「AIを使えば、すきま時間で月5万円」。そんな言葉を見かけると、少し期待したくなります。

けれど、依頼する側が買いたいのは“AIを使った時間”ではありません。読みやすくなった記事、更新しやすくなったサイト、迷わず使える手順書。お金になるのは、相手の困りごとが片づいた結果です。

月5万円を目指すなら、最初に探すのは秘密のAIツールではなく、「自分は何を納品できるか」です。地味に聞こえますが、ここが決まると数字も行動も具体的になります。

大切な前提

月5万円は目標の一例で、達成を保証するものではありません。経験、使える時間、営業力、市場環境によって結果は変わります。生活費を先に投じるような無理は避けてください。

まず、5万円を小さな数字にほどく

「月5万円」のままだと、目標はぼんやりしています。1万円の仕事なら5件、2万5千円なら2件、5万円なら1件です。どれなら今の自分が納品できそうかを考えます。
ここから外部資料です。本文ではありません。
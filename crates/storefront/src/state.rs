//! Application state shared across handlers.

use std::sync::Arc;

use crate::config::StorefrontConfig;
use crate::db::Store;
use crate::gateway::{PaymentGateway, SignatureVerifier};
use crate::services::{
    AccountService, AuthService, CartService, CatalogService, OrderService, PaymentService,
};

/// Application state shared across all handlers.
///
/// This struct is cheaply cloneable via `Arc` and provides access to the
/// store, the payment gateway and configuration.
#[derive(Clone)]
pub struct AppState {
    inner: Arc<AppStateInner>,
}

struct AppStateInner {
    config: StorefrontConfig,
    store: Arc<dyn Store>,
    gateway: Arc<dyn PaymentGateway>,
    verifier: SignatureVerifier,
}

impl AppState {
    /// Create a new application state.
    ///
    /// The callback verifier shares the gateway key secret from `config`.
    #[must_use]
    pub fn new(
        config: StorefrontConfig,
        store: Arc<dyn Store>,
        gateway: Arc<dyn PaymentGateway>,
    ) -> Self {
        let verifier = SignatureVerifier::new(config.payment.key_secret.clone());

        Self {
            inner: Arc::new(AppStateInner {
                config,
                store,
                gateway,
                verifier,
            }),
        }
    }

    /// Get a reference to the storefront configuration.
    #[must_use]
    pub fn config(&self) -> &StorefrontConfig {
        &self.inner.config
    }

    /// Get the backing store.
    #[must_use]
    pub fn store(&self) -> &dyn Store {
        self.inner.store.as_ref()
    }

    #[must_use]
    pub fn auth(&self) -> AuthService<'_> {
        AuthService::new(self.store())
    }

    #[must_use]
    pub fn account(&self) -> AccountService<'_> {
        AccountService::new(self.store())
    }

    #[must_use]
    pub fn catalog(&self) -> CatalogService<'_> {
        CatalogService::new(self.store())
    }

    #[must_use]
    pub fn cart(&self) -> CartService<'_> {
        CartService::new(self.store())
    }

    #[must_use]
    pub fn orders(&self) -> OrderService<'_> {
        OrderService::new(self.store())
    }

    #[must_use]
    pub fn payments(&self) -> PaymentService<'_> {
        PaymentService::new(
            self.store(),
            self.inner.gateway.as_ref(),
            &self.inner.verifier,
            self.inner.config.currency,
        )
    }
}
//! Newtype IDs for type-safe entity references.
//!
//! Every table in the storefront uses a `BIGINT` identity key. The
//! `define_id!` macro wraps those keys so a `ProductId` can never be passed
//! where a `CartItemId` is expected.

/// Macro to define a type-safe ID wrapper around `i64`.
///
/// Generated types are `Copy`, ordered (so callers can lock rows in a stable
/// order), serialize transparently as numbers, parse from path segments via
/// `FromStr`, and implement the `sqlx` traits when the `postgres` feature is
/// enabled.
///
/// # Example
///
/// ```rust
/// # use amyfairy_core::define_id;
/// define_id!(ShipmentId);
///
/// let id: ShipmentId = "42".parse().unwrap();
/// assert_eq!(id.as_i64(), 42);
/// ```
#[macro_export]
macro_rules! define_id {
    ($name:ident) => {
        #[derive(
            Debug,
            Clone,
            Copy,
            PartialEq,
            Eq,
            PartialOrd,
            Ord,
            Hash,
            ::serde::Serialize,
            ::serde::Deserialize
        )]
        #[serde(transparent)]
        pub struct $name(i64);

        impl $name {
            /// Wrap a raw key.
            #[must_use]
            pub const fn new(id: i64) -> Self {
                Self(id)
            }

            /// Get the underlying key.
            #[must_use]
            pub const fn as_i64(&self) -> i64 {
                self.0
            }
        }

        impl ::core::fmt::Display for $name {
            fn fmt(&self, f: &mut ::core::fmt::Formatter<'_>) -> ::core::fmt::Result {
                write!(f, "{}", self.0)
            }
        }

        impl ::core::str::FromStr for $name {
            type Err = ::core::num::ParseIntError;

            fn from_str(s: &str) -> ::core::result::Result<Self, Self::Err> {
                s.parse::<i64>().map(Self)
            }
        }

        impl From<i64> for $name {
            fn from(id: i64) -> Self {
                Self(id)
            }
        }

        impl From<$name> for i64 {
            fn from(id: $name) -> Self {
                id.0
            }
        }

        #[cfg(feature = "postgres")]
        impl ::sqlx::Type<::sqlx::Postgres> for $name {
            fn type_info() -> ::sqlx::postgres::PgTypeInfo {
                <i64 as ::sqlx::Type<::sqlx::Postgres>>::type_info()
            }

            fn compatible(ty: &::sqlx::postgres::PgTypeInfo) -> bool {
                <i64 as ::sqlx::Type<::sqlx::Postgres>>::compatible(ty)
            }
        }

        #[cfg(feature = "postgres")]
        impl ::sqlx::postgres::PgHasArrayType for $name {
            fn array_type_info() -> ::sqlx::postgres::PgTypeInfo {
                <i64 as ::sqlx::postgres::PgHasArrayType>::array_type_info()
            }
        }

        #[cfg(feature = "postgres")]
        impl<'r> ::sqlx::Decode<'r, ::sqlx::Postgres> for $name {
            fn decode(
                value: ::sqlx::postgres::PgValueRef<'r>,
            ) -> ::core::result::Result<Self, ::sqlx::error::BoxDynError> {
                let id = <i64 as ::sqlx::Decode<::sqlx::Postgres>>::decode(value)?;
                Ok(Self(id))
            }
        }

        #[cfg(feature = "postgres")]
        impl ::sqlx::Encode<'_, ::sqlx::Postgres> for $name {
            fn encode_by_ref(
                &self,
                buf: &mut ::sqlx::postgres::PgArgumentBuffer,
            ) -> ::std::result::Result<::sqlx::encode::IsNull, ::sqlx::error::BoxDynError> {
                <i64 as ::sqlx::Encode<::sqlx::Postgres>>::encode_by_ref(&self.0, buf)
            }
        }
    };
}

define_id!(UserId);
define_id!(AddressId);
define_id!(ProductId);
define_id!(CartItemId);
define_id!(OrderId);
define_id!(PaymentIntentId);
//! AmyFairy storefront server.
//!
//! # Architecture
//!
//! - Axum JSON API
//! - `PostgreSQL` via sqlx for catalog, carts, orders and sessions
//! - Razorpay for card payments, reconciled through a signed callback
//!
//! Migrations are NOT run on startup; use `amy-cli migrate`.

#![cfg_attr(not(test), forbid(unsafe_code))]

use std::net::SocketAddr;
use std::sync::Arc;

use sentry::integrations::tracing as sentry_tracing;
use tracing_subscriber::{layer::SubscriberExt, util::SubscriberInitExt};

use amyfairy_storefront::config::StorefrontConfig;
use amyfairy_storefront::db::{self, PgStore};
use amyfairy_storefront::gateway::RazorpayClient;
use amyfairy_storefront::middleware::create_session_layer;
use amyfairy_storefront::routes;
use amyfairy_storefront::state::AppState;

/// Initialize Sentry error tracking and return guard that must be kept alive.
fn init_sentry(config: &StorefrontConfig) -> Option<sentry::ClientInitGuard> {
    let dsn = config.sentry_dsn.as_ref()?;

    let guard = sentry::init((
        dsn.as_str(),
        sentry::ClientOptions {
            release: sentry::release_name!(),
            environment: config
                .sentry_environment
                .clone()
                .map(std::borrow::Cow::Owned),
            sample_rate: config.sentry_sample_rate,
            traces_sample_rate: config.sentry_traces_sample_rate,
            attach_stacktrace: true,
            ..Default::default()
        },
    ));

    tracing::info!("Sentry initialized");
    Some(guard)
}

/// Filter tracing events to Sentry event types.
fn sentry_event_filter(metadata: &tracing::Metadata<'_>) -> sentry_tracing::EventFilter {
    match *metadata.level() {
        tracing::Level::ERROR | tracing::Level::WARN => sentry_tracing::EventFilter::Event,
        tracing::Level::INFO | tracing::Level::DEBUG => sentry_tracing::EventFilter::Breadcrumb,
        _ => sentry_tracing::EventFilter::Ignore,
    }
}

#[tokio::main]
async fn main() {
    // Load configuration from environment (needed for Sentry init)
    let config = StorefrontConfig::from_env().expect("Failed to load configuration");

    // Initialize Sentry (must be done before tracing subscriber)
    let _sentry_guard = init_sentry(&config);

    let env_filter = tracing_subscriber::EnvFilter::try_from_default_env()
        .unwrap_or_else(|_| "amyfairy_storefront=info,tower_http=debug".into());

    tracing_subscriber::registry()
        .with(env_filter)
        .with(tracing_subscriber::fmt::layer())
        .with(sentry_tracing::layer().event_filter(sentry_event_filter))
        .init();

    let pool = db::create_pool(&config.database_url)
        .await
        .expect("Failed to create database pool");
    tracing::info!("Database pool created");

    let gateway = RazorpayClient::new(
        &config.payment.api_base,
        config.payment.key_id.clone(),
        config.payment.key_secret.clone(),
    );
    let session_layer = create_session_layer(&pool, &config);
    let state = AppState::new(
        config.clone(),
        Arc::new(PgStore::new(pool)),
        Arc::new(gateway),
    );

    let app = routes::app(state, routes::rate_limited_routes(), session_layer)
        // Sentry layers (outermost for full request coverage)
        .layer(sentry_tower::NewSentryLayer::new_from_top())
        .layer(sentry_tower::SentryHttpLayer::new().enable_transaction());

    let addr = config.socket_addr();
    tracing::info!(currency = %config.currency, "storefront listening on {}", addr);

    let listener = tokio::net::TcpListener::bind(addr)
        .await
        .expect("Failed to bind to address");

    // Peer addresses feed the rate limiter when no proxy header is present
    axum::serve(
        listener,
        app.into_make_service_with_connect_info::<SocketAddr>(),
    )
    .with_graceful_shutdown(shutdown_signal())
    .await
    .expect("Server error");
}

/// Wait for shutdown signal (Ctrl+C or SIGTERM).
async fn shutdown_signal() {
    let ctrl_c = async {
        tokio::signal::ctrl_c()
            .await
            .expect("Failed to install Ctrl+C handler");
    };

    #[cfg(unix)]
    let terminate = async {
        tokio::signal::unix::signal(tokio::signal::unix::SignalKind::terminate())
            .expect("Failed to install signal handler")
            .recv()
            .await;
    };

    #[cfg(not(unix))]
    let terminate = std::future::pending::<()>();

    tokio::select! {
        () = ctrl_c => {},
        () = terminate => {},
    }

    tracing::info!("Shutdown signal received, starting graceful shutdown");
}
件数が増えれば、連絡や請求の回数も増えます。単価が上がれば、求められる品質や責任も重くなります。売上からはサービスの手数料や必要経費が引かれ、税金の確認も必要です。「5万円の売上」と「5万円が手元に残ること」は同じではありません。

「AIが使えます」を、仕事の名前に変える

依頼する人が内容を想像できる名前にします。初心者なら、範囲の狭いサービスから考えると見積もりやすくなります。

  • 既存記事を読みやすく整え、CMSへ入稿する
  • 小規模な店舗サイトや案内ページを制作する
  • 社内の定型作業を聞き取り、手順書にまとめる
  • Webサイトの文章、画像、リンクをまとめて更新する

AIは下書きや確認を速くしてくれます。ただし、内容の正しさを確かめ、相手と認識を合わせ、納品物に責任を持つのは自分です。そこを引き受けて初めて、AI操作がサービスになります。

実績がなくても、「見せられるもの」は作れる

実績がない時期に「実績ができてから応募しよう」と考えると、ずっと始められません。そこで、自主制作として見本を1〜3点作ります。実在の案件に見せかけず、「練習用に制作したもの」と明記します。
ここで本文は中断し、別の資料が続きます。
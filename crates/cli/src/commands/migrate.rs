//! Database migration command.
//!
//! ```bash
//! amy-cli migrate
//! ```
//!
//! Applies `crates/storefront/migrations/`, which are embedded at build time.
//! The server never migrates on startup.

use super::{CommandError, connect};

/// Run storefront database migrations.
pub async fn run() -> Result<(), CommandError> {
    let pool = connect().await?;

    tracing::info!("Running storefront migrations...");
    sqlx::migrate!("../storefront/migrations").run(&pool).await?;

    tracing::info!("Storefront migrations complete!");
    Ok(())
}
//! Cart route handlers.
//!
//! The cart is optimistic: nothing here reserves stock.

use axum::{
    Json, Router,
    extract::State,
    http::StatusCode,
    routing::{get, patch},
};
use serde::Deserialize;
use tracing::instrument;

use amyfairy_core::CartItemId;

use crate::error::Result;
use crate::middleware::RequireAuth;
use crate::models::{CartItem, CartLine, CartView};
use crate::routes::{ApiJson, ApiPath};
use crate::services::AddToCart;
use crate::state::AppState;

pub fn router() -> Router<AppState> {
    Router::new()
        .route("/cart", get(show).post(add))
        .route("/cart/{id}", patch(update).delete(remove))
}

/// Quantity update body.
#[derive(Debug, Deserialize)]
pub struct UpdateQuantity {
    pub quantity: i32,
}

async fn show(
    State(state): State<AppState>,
    RequireAuth(user): RequireAuth,
) -> Result<Json<CartView>> {
    Ok(Json(state.cart().list_items(user.id).await?))
}

#[instrument(skip(state, user), fields(user_id = %user.id))]
async fn add(
    State(state): State<AppState>,
    RequireAuth(user): RequireAuth,
    ApiJson(body): ApiJson<AddToCart>,
) -> Result<(StatusCode, Json<CartItem>)> {
    let item = state.cart().add_item(user.id, &body).await?;
    Ok((StatusCode::CREATED, Json(item)))
}

#[instrument(skip(state, user), fields(user_id = %user.id))]
async fn update(
    State(state): State<AppState>,
    RequireAuth(user): RequireAuth,
    ApiPath(id): ApiPath<CartItemId>,
    ApiJson(body): ApiJson<UpdateQuantity>,
) -> Result<Json<CartLine>> {
    let line = state
        .cart()
        .update_quantity(user.id, id, body.quantity)
        .await?;
    Ok(Json(line))
}

#[instrument(skip(state, user), fields(user_id = %user.id))]
async fn remove(
    State(state): State<AppState>,
    RequireAuth(user): RequireAuth,
    ApiPath(id): ApiPath<CartItemId>,
) -> Result<StatusCode> {
    state.cart().remove_item(user.id, id).await?;
    Ok(StatusCode::NO_CONTENT)
}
完成画像だけでなく、依頼をどう想定し、何を改善し、どこを自分で確認したかも添えてください。AIから一度で出てきた成果物より、判断の跡が見える見本のほうが、仕事を任せた後の姿を想像してもらえます。

Web制作を選ぶ場合は、このサイト自体が最初の自主制作です。Codexでアフィリエイトサイトを作ってみた|公開までの全手順では、企画から公開後の修正までを実例として見せています。

安くする前に、仕事の端を決める

最初の案件ほど、作業範囲が明確なものを選びます。「記事をいい感じにする」より、「2,000字の記事1本を読みやすく整え、指定の形式で納品する」のほうが、お互いに終了地点がわかります。
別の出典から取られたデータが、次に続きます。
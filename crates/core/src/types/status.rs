//! Status enums and the order fulfillment state machine.
//!
//! ```text
//! pending ──► dispatched ──► delivered
//!    │
//!    └──────► cancelled
//! ```
//!
//! `delivered` and `cancelled` are terminal. Payment confirmation is tracked
//! separately on the order and never moves this state machine.

use serde::{Deserialize, Serialize};

/// Order fulfillment status.
#[derive(Debug, Clone, Copy, PartialEq, Eq, Hash, Serialize, Deserialize, Default)]
#[cfg_attr(feature = "postgres", derive(sqlx::Type))]
#[cfg_attr(
    feature = "postgres",
    sqlx(type_name = "order_status", rename_all = "snake_case")
)]
#[serde(rename_all = "snake_case")]
pub enum OrderStatus {
    #[default]
    Pending,
    Dispatched,
    Delivered,
    Cancelled,
}

impl OrderStatus {
    /// Whether an administrator may move an order from `self` to `next`.
    #[must_use]
    pub const fn can_transition_to(self, next: Self) -> bool {
        matches!(
            (self, next),
            (Self::Pending, Self::Dispatched | Self::Cancelled)
                | (Self::Dispatched, Self::Delivered)
        )
    }

    /// Terminal states accept no further transitions.
    #[must_use]
    pub const fn is_terminal(self) -> bool {
        matches!(self, Self::Delivered | Self::Cancelled)
    }

    /// Lowercase wire name.
    #[must_use]
    pub const fn as_str(self) -> &'static str {
        match self {
            Self::Pending => "pending",
            Self::Dispatched => "dispatched",
            Self::Delivered => "delivered",
            Self::Cancelled => "cancelled",
        }
    }
}

impl std::fmt::Display for OrderStatus {
    fn fmt(&self, f: &mut std::fmt::Formatter<'_>) -> std::fmt::Result {
        f.write_str(self.as_str())
    }
}

/// How the customer pays for an order.
#[derive(Debug, Clone, Copy, PartialEq, Eq, Hash, Serialize, Deserialize)]
#[cfg_attr(feature = "postgres", derive(sqlx::Type))]
#[cfg_attr(
    feature = "postgres",
    sqlx(type_name = "payment_method", rename_all = "snake_case")
)]
#[serde(rename_all = "snake_case")]
pub enum PaymentMethod {
    /// Cash on delivery. `pending` is already the steady state.
    Cash,
    /// Card through the payment gateway; needs reconciliation.
    Card,
}

impl std::fmt::Display for PaymentMethod {
    fn fmt(&self, f: &mut std::fmt::Formatter<'_>) -> std::fmt::Result {
        match self {
            Self::Cash => f.write_str("cash"),
            Self::Card => f.write_str("card"),
        }
    }
}

/// Lifecycle of a gateway payment intent.
#[derive(Debug, Clone, Copy, PartialEq, Eq, Hash, Serialize, Deserialize, Default)]
#[cfg_attr(feature = "postgres", derive(sqlx::Type))]
#[cfg_attr(
    feature = "postgres",
    sqlx(type_name = "payment_intent_status", rename_all = "snake_case")
)]
#[serde(rename_all = "snake_case")]
pub enum PaymentIntentStatus {
    #[default]
    Created,
    Confirmed,
    Failed,
}

impl PaymentIntentStatus {
    /// Reconciled intents are archived and never settled again.
    #[must_use]
    pub const fn is_settled(self) -> bool {
        matches!(self, Self::Confirmed | Self::Failed)
    }
}

/// Account role.
#[derive(Debug, Clone, Copy, PartialEq, Eq, Hash, Serialize, Deserialize, Default)]
#[cfg_attr(feature = "postgres", derive(sqlx::Type))]
#[cfg_attr(
    feature = "postgres",
    sqlx(type_name = "user_role", rename_all = "snake_case")
)]
#[serde(rename_all = "snake_case")]
pub enum UserRole {
    /// Shopper.
    #[default]
    User,
    /// Catalog and order administrator.
    Admin,
}

impl std::fmt::Display for UserRole {
    fn fmt(&self, f: &mut std::fmt::Formatter<'_>) -> std::fmt::Result {
        match self {
            Self::User => write!(f, "user"),
            Self::Admin => write!(f, "admin"),
        }
    }
}

#[cfg(test)]
#[allow(clippy::unwrap_used)]
mod tests {
    use super::*;

    const ALL: [OrderStatus; 4] = [
        OrderStatus::Pending,
        OrderStatus::Dispatched,
        OrderStatus::Delivered,
        OrderStatus::Cancelled,
    ];

    #[test]
    fn test_allowed_transitions() {
        let allowed: Vec<(OrderStatus, OrderStatus)> = ALL
            .iter()
            .flat_map(|from| ALL.iter().map(move |to| (*from, *to)))
            .filter(|(from, to)| from.can_transition_to(*to))
            .collect();

        assert_eq!(
            allowed,
            vec![
                (OrderStatus::Pending, OrderStatus::Dispatched),
                (OrderStatus::Pending, OrderStatus::Cancelled),
                (OrderStatus::Dispatched, OrderStatus::Delivered),
            ]
        );
    }

    #[test]
    fn test_terminal_states_reject_everything() {
        for terminal in [OrderStatus::Delivered, OrderStatus::Cancelled] {
            assert!(terminal.is_terminal());
            for to in ALL {
                assert!(!terminal.can_transition_to(to));
            }
        }
        assert!(!OrderStatus::Pending.is_terminal());
    }

    #[test]
    fn test_no_self_transitions() {
        for status in ALL {
            assert!(!status.can_transition_to(status));
        }
    }

    #[test]
    fn test_status_wire_names() {
        assert_eq!(
            serde_json::to_string(&OrderStatus::Dispatched).unwrap(),
            "\"dispatched\""
        );
        assert_eq!(
            serde_json::from_str::<OrderStatus>("\"cancelled\"").unwrap(),
            OrderStatus::Cancelled
        );
        assert!(serde_json::from_str::<OrderStatus>("\"shipped\"").is_err());
        assert_eq!(
            serde_json::from_str::<PaymentMethod>("\"card\"").unwrap(),
            PaymentMethod::Card
        );
    }

    #[test]
    fn test_intent_settlement() {
        assert!(!PaymentIntentStatus::Created.is_settled());
        assert!(PaymentIntentStatus::Confirmed.is_settled());
        assert!(PaymentIntentStatus::Failed.is_settled());
    }

    #[test]
    fn test_role_round_trip() {
        for role in [UserRole::User, UserRole::Admin] {
            let json = serde_json::to_string(&role).unwrap();
            assert_eq!(json, format!("\"{role}\""));
            assert_eq!(serde_json::from_str::<UserRole>(&json).unwrap(), role);
        }
    }
}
価格を下げれば受注しやすいとは限りません。安さだけで引き受けると、修正が増えたときに続けられなくなります。納期、納品形式、修正回数、素材を誰が用意するか。仕事の端を先に決めることが、信頼にも自分の余裕にもつながります。

売上より先に、詰まっている場所を見る

毎月見る数字は売上だけではありません。応募数、返信数、受注数、作業時間、修正回数を簡単に記録します。

  • 応募しても返信がないなら、提案文か見本を見直す
  • 相談は来るのに決まらないなら、サービス内容と価格を見直す
  • 受注できても時間が足りないなら、作業範囲と手順を見直す

「自分には向いていない」と大きく落ち込む前に、どこで止まっているかを小さく見ます。改善する場所が一つなら、次の一手も決めやすくなります。

次の一歩

今週使える時間を、先にカレンダーへ入れてください。その時間で終わるサービスを一つ決め、見本を一つ作ります。まだ案件を探さなくても構いません。

月5万円は、一足飛びに届く数字ではなく、小さな納品を改善しながら積み上げた先にある目標です。まずは「何を売る人なのか」を一文で言えるところから始めましょう。